ACTION ITEM
The word "CloseReport" appears in some lines of the entries. Say how many, and give nothing but the number.

Items listed in a dataset
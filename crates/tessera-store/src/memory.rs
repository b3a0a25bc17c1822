use std::collections::BTreeMap;
use std::sync::atomic::{AtomicBool, Ordering};
use std::sync::RwLock;

use tessera_types::FileId;

use crate::error::{StoreError, StoreResult};
use crate::object::FileEntry;
use crate::traits::StoreBackend;

/// In-memory, map-based store backend.
///
/// Intended for tests and embedding. Content lives in a `BTreeMap` behind a
/// `RwLock`, so listings come out sorted by path.
pub struct InMemoryBackend {
    files: RwLock<BTreeMap<FileId, Vec<u8>>>,
    closed: AtomicBool,
}

impl InMemoryBackend {
    /// Create an empty backend.
    pub fn new() -> Self {
        Self {
            files: RwLock::new(BTreeMap::new()),
            closed: AtomicBool::new(false),
        }
    }

    /// Create a backend pre-populated with `files`.
    pub fn with_files<I, C>(files: I) -> Self
    where
        I: IntoIterator<Item = (FileId, C)>,
        C: Into<Vec<u8>>,
    {
        let backend = Self::new();
        for (id, content) in files {
            backend.insert(id, content);
        }
        backend
    }

    /// Add or replace a file.
    pub fn insert(&self, id: FileId, content: impl Into<Vec<u8>>) {
        self.files
            .write()
            .unwrap_or_else(|e| e.into_inner())
            .insert(id, content.into());
    }

    /// Remove a file. Returns `true` if it existed.
    pub fn remove(&self, id: &FileId) -> bool {
        self.files
            .write()
            .unwrap_or_else(|e| e.into_inner())
            .remove(id)
            .is_some()
    }

    pub fn len(&self) -> usize {
        self.files.read().unwrap_or_else(|e| e.into_inner()).len()
    }

    pub fn is_empty(&self) -> bool {
        self.len() == 0
    }

    pub fn is_closed(&self) -> bool {
        self.closed.load(Ordering::Acquire)
    }

    fn ensure_open(&self) -> StoreResult<()> {
        if self.is_closed() {
            return Err(StoreError::StoreClosed("in-memory backend".into()));
        }
        Ok(())
    }
}

impl Default for InMemoryBackend {
    fn default() -> Self {
        Self::new()
    }
}

impl StoreBackend for InMemoryBackend {
    fn list_files(&self) -> StoreResult<Vec<FileEntry>> {
        self.ensure_open()?;
        let files = self.files.read().unwrap_or_else(|e| e.into_inner());
        Ok(files
            .iter()
            .map(|(id, content)| FileEntry::new(id.clone(), content.len() as u64))
            .collect())
    }

    fn read_content(&self, file: &FileId) -> StoreResult<Vec<u8>> {
        self.ensure_open()?;
        let files = self.files.read().unwrap_or_else(|e| e.into_inner());
        files
            .get(file)
            .cloned()
            .ok_or_else(|| StoreError::NotFound(file.clone()))
    }

    fn contains(&self, file: &FileId) -> StoreResult<bool> {
        self.ensure_open()?;
        Ok(self
            .files
            .read()
            .unwrap_or_else(|e| e.into_inner())
            .contains_key(file))
    }

    fn close(&self) -> StoreResult<()> {
        self.closed.store(true, Ordering::Release);
        Ok(())
    }
}

impl std::fmt::Debug for InMemoryBackend {
    fn fmt(&self, f: &mut std::fmt::Formatter<'_>) -> std::fmt::Result {
        f.debug_struct("InMemoryBackend")
            .field("file_count", &self.len())
            .field("closed", &self.is_closed())
            .finish()
    }
}
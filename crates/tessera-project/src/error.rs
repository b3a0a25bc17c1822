use tessera_store::StoreError;
use tessera_types::TypeError;
use tessera_views::ViewError;
use thiserror::Error;

/// Errors surfaced by [`Project`](crate::Project) operations.
#[derive(Debug, Error)]
pub enum ProjectError {
    #[error("invalid locator: {0}")]
    InvalidLocator(String),

    /// The project has been closed; only `name`, `locator` and
    /// `is_closed` remain available.
    #[error("project {0} is closed")]
    ProjectClosed(String),

    #[error("failed to connect to {locator}: {reason}")]
    ConnectFailed { locator: String, reason: String },

    #[error("authentication required for {0}")]
    AuthRequired(String),

    /// A file's object could not be materialized. The cache is unchanged.
    #[error("failed to load {file}: {reason}")]
    LoadFailed { file: String, reason: String },

    #[error("store error: {0}")]
    Store(StoreError),

    #[error("view error: {0}")]
    View(ViewError),

    /// Saving or restoring project metadata failed.
    #[error("persistence error: {0}")]
    Persistence(String),

    #[error("configuration error: {0}")]
    Config(String),

    #[error("I/O error: {0}")]
    Io(#[from] std::io::Error),
}

impl From<StoreError> for ProjectError {
    fn from(err: StoreError) -> Self {
        match err {
            StoreError::LoadFailed { file, source } => Self::LoadFailed {
                file: file.to_string(),
                reason: source.to_string(),
            },
            other => Self::Store(other),
        }
    }
}

impl From<ViewError> for ProjectError {
    fn from(err: ViewError) -> Self {
        match err {
            ViewError::InvalidLocator(msg) => Self::InvalidLocator(msg),
            ViewError::ConnectFailed { locator, reason } => Self::ConnectFailed { locator, reason },
            ViewError::AuthRequired(locator) => Self::AuthRequired(locator),
            ViewError::Store(e) => e.into(),
            other => Self::View(other),
        }
    }
}

impl From<TypeError> for ProjectError {
    fn from(err: TypeError) -> Self {
        Self::InvalidLocator(err.to_string())
    }
}

impl From<serde_json::Error> for ProjectError {
    fn from(err: serde_json::Error) -> Self {
        Self::Persistence(err.to_string())
    }
}

impl From<toml::de::Error> for ProjectError {
    fn from(err: toml::de::Error) -> Self {
        Self::Config(err.to_string())
    }
}

/// Convenience type alias for project operations.
pub type ProjectResult<T> = Result<T, ProjectError>;
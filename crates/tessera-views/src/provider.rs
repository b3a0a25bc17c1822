//! Connection providers: how a [`Locator`] becomes a [`DataStore`].
//!
//! The registry never opens stores itself; it asks a [`ConnectionProvider`].
//! Providers are expected to bound their own connection attempts, but the
//! registry additionally enforces a deadline so a hung provider cannot wedge
//! the project.

use std::collections::HashMap;
use std::sync::atomic::{AtomicUsize, Ordering};
use std::sync::{Arc, RwLock};

use tessera_store::{DataStore, FsBackend, InMemoryBackend, StoreBackend};
use tessera_types::{FileId, Locator};
use tracing::debug;

use crate::error::{ViewError, ViewResult};

/// Opens the backing store named by a locator.
///
/// Every successful call returns a fresh [`DataStore`]; identity stability
/// across calls is the registry's job, not the provider's.
pub trait ConnectionProvider: Send + Sync {
    /// Open or attach the store for `locator`.
    ///
    /// Reports `ConnectFailed`, `InvalidLocator`, or `AuthRequired`.
    fn connect(&self, locator: &Locator) -> ViewResult<Arc<DataStore>>;
}

enum Registration {
    /// Snapshot of file contents; every connect gets its own backend.
    Files(Vec<(FileId, Vec<u8>)>),
    /// A shared backend handed to every connect.
    Backend(Arc<dyn StoreBackend>),
    AuthRequired,
}

/// Provider over a fixed table of locators.
///
/// Used for embedding and tests. Unknown locators fail with
/// `ConnectFailed`; [`connect_count`](Self::connect_count) exposes how many
/// stores were actually opened.
#[derive(Default)]
pub struct StaticProvider {
    table: RwLock<HashMap<Locator, Registration>>,
    connects: AtomicUsize,
}

impl StaticProvider {
    pub fn new() -> Self {
        Self::default()
    }

    /// Register `locator` as a store containing `files`.
    pub fn register_files<I, C>(&self, locator: Locator, files: I)
    where
        I: IntoIterator<Item = (FileId, C)>,
        C: Into<Vec<u8>>,
    {
        let files = files.into_iter().map(|(id, c)| (id, c.into())).collect();
        self.insert(locator, Registration::Files(files));
    }

    /// Register `locator` as a store over an existing backend.
    pub fn register_backend(&self, locator: Locator, backend: Arc<dyn StoreBackend>) {
        self.insert(locator, Registration::Backend(backend));
    }

    /// Make `locator` fail with `AuthRequired`.
    pub fn require_auth(&self, locator: Locator) {
        self.insert(locator, Registration::AuthRequired);
    }

    fn insert(&self, locator: Locator, registration: Registration) {
        self.table
            .write()
            .unwrap_or_else(|e| e.into_inner())
            .insert(locator, registration);
    }

    /// Number of stores opened so far.
    pub fn connect_count(&self) -> usize {
        self.connects.load(Ordering::SeqCst)
    }
}

impl ConnectionProvider for StaticProvider {
    fn connect(&self, locator: &Locator) -> ViewResult<Arc<DataStore>> {
        let table = self.table.read().unwrap_or_else(|e| e.into_inner());
        let backend: Arc<dyn StoreBackend> = match table.get(locator) {
            Some(Registration::Files(files)) => Arc::new(InMemoryBackend::with_files(
                files.iter().map(|(id, c)| (id.clone(), c.clone())),
            )),
            Some(Registration::Backend(backend)) => Arc::clone(backend),
            Some(Registration::AuthRequired) => {
                return Err(ViewError::AuthRequired(locator.to_string()))
            }
            None => return Err(ViewError::connect_failed(locator, "no such store")),
        };
        self.connects.fetch_add(1, Ordering::SeqCst);
        debug!(%locator, "static store opened");
        Ok(Arc::new(DataStore::new(locator.clone(), backend)))
    }
}

/// Provider for projects on the local filesystem.
///
/// `tessera:/<directory>/<name>` opens the directory `<directory>/<name>`
/// as an [`FsBackend`]. Remote locators are not served.
#[derive(Debug, Default)]
pub struct LocalProvider;

impl LocalProvider {
    pub fn new() -> Self {
        Self
    }
}

impl ConnectionProvider for LocalProvider {
    fn connect(&self, locator: &Locator) -> ViewResult<Arc<DataStore>> {
        let path = locator.local_path().ok_or_else(|| {
            ViewError::connect_failed(locator, "remote repositories are not served locally")
        })?;
        let backend = FsBackend::open(&path)
            .map_err(|e| ViewError::connect_failed(locator, e.to_string()))?;
        debug!(%locator, path = %path.display(), "local store opened");
        Ok(Arc::new(DataStore::new(locator.clone(), Arc::new(backend))))
    }
}
impl EnumerateFiles for Project {
    type Error = ProjectError;

    fn file_ids(&self) -> ProjectResult<Vec<FileId>> {
        self.files()
    }
}

impl Closeable for Project {
    type Output = CloseReport;

    /// Close every view and the primary store.
    ///
    /// Waits for in-flight operations to finish. Closing twice returns a
    /// report flagged `already_closed`.
    fn close(&self) -> CloseReport {
        self.shutdown()
    }

    fn is_closed(&self) -> bool {
        Project::is_closed(self)
    }
}

impl std::fmt::Debug for Project {
    fn fmt(&self, f: &mut std::fmt::Formatter<'_>) -> std::fmt::Result {
        f.debug_struct("Project")
            .field("name", &self.name)
            .field("locator", &self.locator.to_string())
            .field("closed", &self.is_closed())
            .field("registry", &self.registry)
            .finish()
    }
}
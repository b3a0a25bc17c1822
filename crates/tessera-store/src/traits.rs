use tessera_types::FileId;

use crate::error::StoreResult;
use crate::object::FileEntry;

/// Physical or remote location backing a [`DataStore`](crate::DataStore).
///
/// All implementations must satisfy these invariants:
/// - `read_content` never caches; the object cache above it does that.
/// - A file missing from the backend is reported as `StoreError::NotFound`.
/// - All I/O errors are propagated, never silently ignored.
pub trait StoreBackend: Send + Sync {
    /// List every file entry, sorted by path.
    fn list_files(&self) -> StoreResult<Vec<FileEntry>>;

    /// Read the raw bytes of a file.
    fn read_content(&self, file: &FileId) -> StoreResult<Vec<u8>>;

    /// Check whether a file exists.
    ///
    /// Default implementation scans `list_files()`. Backends may override
    /// with a direct lookup.
    fn contains(&self, file: &FileId) -> StoreResult<bool> {
        Ok(self.list_files()?.iter().any(|entry| &entry.id == file))
    }

    /// Release any resources held by the backend.
    fn close(&self) -> StoreResult<()> {
        Ok(())
    }
}

/// Something whose files can be enumerated.
pub trait EnumerateFiles {
    type Error;

    /// Identities of every file, sorted by path.
    fn file_ids(&self) -> Result<Vec<FileId>, Self::Error>;
}

/// Something with an explicit, idempotent close.
pub trait Closeable {
    type Output;

    fn close(&self) -> Self::Output;

    fn is_closed(&self) -> bool;
}
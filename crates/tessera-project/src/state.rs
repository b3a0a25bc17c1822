//! Keyed tool state and tool templates.
//!
//! Both maps are last-write-wins and travel with the project's save/restore
//! cycle. Values are opaque to the project: [`SaveState`] is a bag of named
//! JSON values, [`ToolTemplate`] a named byte blob.

use std::collections::BTreeMap;
use std::sync::{PoisonError, RwLock, RwLockReadGuard, RwLockWriteGuard};

use serde::de::DeserializeOwned;
use serde::{Deserialize, Serialize};
use serde_json::Value;

use crate::error::ProjectResult;

/// Named values saved on behalf of one tool or subsystem.
#[derive(Clone, Debug, Default, PartialEq, Serialize, Deserialize)]
#[serde(transparent)]
pub struct SaveState {
    values: BTreeMap<String, Value>,
}

impl SaveState {
    pub fn new() -> Self {
        Self::default()
    }

    /// Store `value` under `name`, replacing any previous value.
    pub fn put<T: Serialize>(&mut self, name: impl Into<String>, value: T) -> ProjectResult<()> {
        self.values.insert(name.into(), serde_json::to_value(value)?);
        Ok(())
    }

    /// Read `name` back as `T`. `Ok(None)` if it was never stored.
    pub fn get<T: DeserializeOwned>(&self, name: &str) -> ProjectResult<Option<T>> {
        match self.values.get(name) {
            Some(value) => Ok(Some(serde_json::from_value(value.clone())?)),
            None => Ok(None),
        }
    }

    pub fn get_raw(&self, name: &str) -> Option<&Value> {
        self.values.get(name)
    }

    pub fn remove(&mut self, name: &str) -> Option<Value> {
        self.values.remove(name)
    }

    pub fn contains(&self, name: &str) -> bool {
        self.values.contains_key(name)
    }

    pub fn names(&self) -> impl Iterator<Item = &str> {
        self.values.keys().map(String::as_str)
    }

    pub fn len(&self) -> usize {
        self.values.len()
    }

    pub fn is_empty(&self) -> bool {
        self.values.is_empty()
    }
}

/// Opaque template blob saved by the tool subsystem.
#[derive(Clone, PartialEq, Eq, Serialize, Deserialize)]
pub struct ToolTemplate {
    name: String,
    #[serde(with = "hex_bytes")]
    data: Vec<u8>,
}

impl ToolTemplate {
    pub fn new(name: impl Into<String>, data: impl Into<Vec<u8>>) -> Self {
        Self {
            name: name.into(),
            data: data.into(),
        }
    }

    pub fn name(&self) -> &str {
        &self.name
    }

    pub fn data(&self) -> &[u8] {
        &self.data
    }
}

impl std::fmt::Debug for ToolTemplate {
    fn fmt(&self, f: &mut std::fmt::Formatter<'_>) -> std::fmt::Result {
        f.debug_struct("ToolTemplate")
            .field("name", &self.name)
            .field("bytes", &self.data.len())
            .finish()
    }
}

mod hex_bytes {
    use serde::{Deserialize, Deserializer, Serializer};

    pub fn serialize<S: Serializer>(bytes: &[u8], s: S) -> Result<S::Ok, S::Error> {
        s.serialize_str(&hex::encode(bytes))
    }

    pub fn deserialize<'de, D: Deserializer<'de>>(d: D) -> Result<Vec<u8>, D::Error> {
        let raw = String::deserialize(d)?;
        hex::decode(raw).map_err(serde::de::Error::custom)
    }
}

pub type StateMap = BTreeMap<String, SaveState>;
pub type TemplateMap = BTreeMap<String, ToolTemplate>;

#[derive(Default)]
struct StateInner {
    states: StateMap,
    templates: TemplateMap,
    dirty: bool,
}

/// Key → [`SaveState`] and tag → [`ToolTemplate`] maps with a dirty flag.
#[derive(Default)]
pub struct KeyedStateStore {
    inner: RwLock<StateInner>,
}

impl KeyedStateStore {
    pub fn new() -> Self {
        Self::default()
    }

    /// A clean store holding the given contents.
    pub fn from_parts(states: StateMap, templates: TemplateMap) -> Self {
        Self {
            inner: RwLock::new(StateInner {
                states,
                templates,
                dirty: false,
            }),
        }
    }

    fn read(&self) -> RwLockReadGuard<'_, StateInner> {
        self.inner.read().unwrap_or_else(PoisonError::into_inner)
    }

    fn write(&self) -> RwLockWriteGuard<'_, StateInner> {
        self.inner.write().unwrap_or_else(PoisonError::into_inner)
    }

    pub fn set_state(&self, key: impl Into<String>, state: SaveState) {
        let mut inner = self.write();
        inner.states.insert(key.into(), state);
        inner.dirty = true;
    }

    pub fn state(&self, key: &str) -> Option<SaveState> {
        self.read().states.get(key).cloned()
    }

    pub fn save_template(&self, tag: impl Into<String>, template: ToolTemplate) {
        let mut inner = self.write();
        inner.templates.insert(tag.into(), template);
        inner.dirty = true;
    }

    pub fn template(&self, tag: &str) -> Option<ToolTemplate> {
        self.read().templates.get(tag).cloned()
    }

    pub fn is_dirty(&self) -> bool {
        self.read().dirty
    }

    pub fn mark_clean(&self) {
        self.write().dirty = false;
    }

    pub fn mark_dirty(&self) {
        self.write().dirty = true;
    }

    /// Snapshot both maps and clear the dirty flag in one step.
    ///
    /// Writes that land after the snapshot mark the store dirty again. The
    /// returned flag is the dirty state before the snapshot, for putting
    /// back if the save fails.
    pub fn snapshot_for_save(&self) -> (StateMap, TemplateMap, bool) {
        let mut inner = self.write();
        let was_dirty = std::mem::replace(&mut inner.dirty, false);
        (inner.states.clone(), inner.templates.clone(), was_dirty)
    }

    /// Copy of both maps, for persistence.
    pub fn to_parts(&self) -> (StateMap, TemplateMap) {
        let inner = self.read();
        (inner.states.clone(), inner.templates.clone())
    }

    /// Replace both maps wholesale and mark the store clean.
    pub fn replace(&self, states: StateMap, templates: TemplateMap) {
        let mut inner = self.write();
        inner.states = states;
        inner.templates = templates;
        inner.dirty = false;
    }
}

impl std::fmt::Debug for KeyedStateStore {
    fn fmt(&self, f: &mut std::fmt::Formatter<'_>) -> std::fmt::Result {
        let inner = self.read();
        f.debug_struct("KeyedStateStore")
            .field("states", &inner.states.len())
            .field("templates", &inner.templates.len())
            .field("dirty", &inner.dirty)
            .finish()
    }
}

OUTPUT
2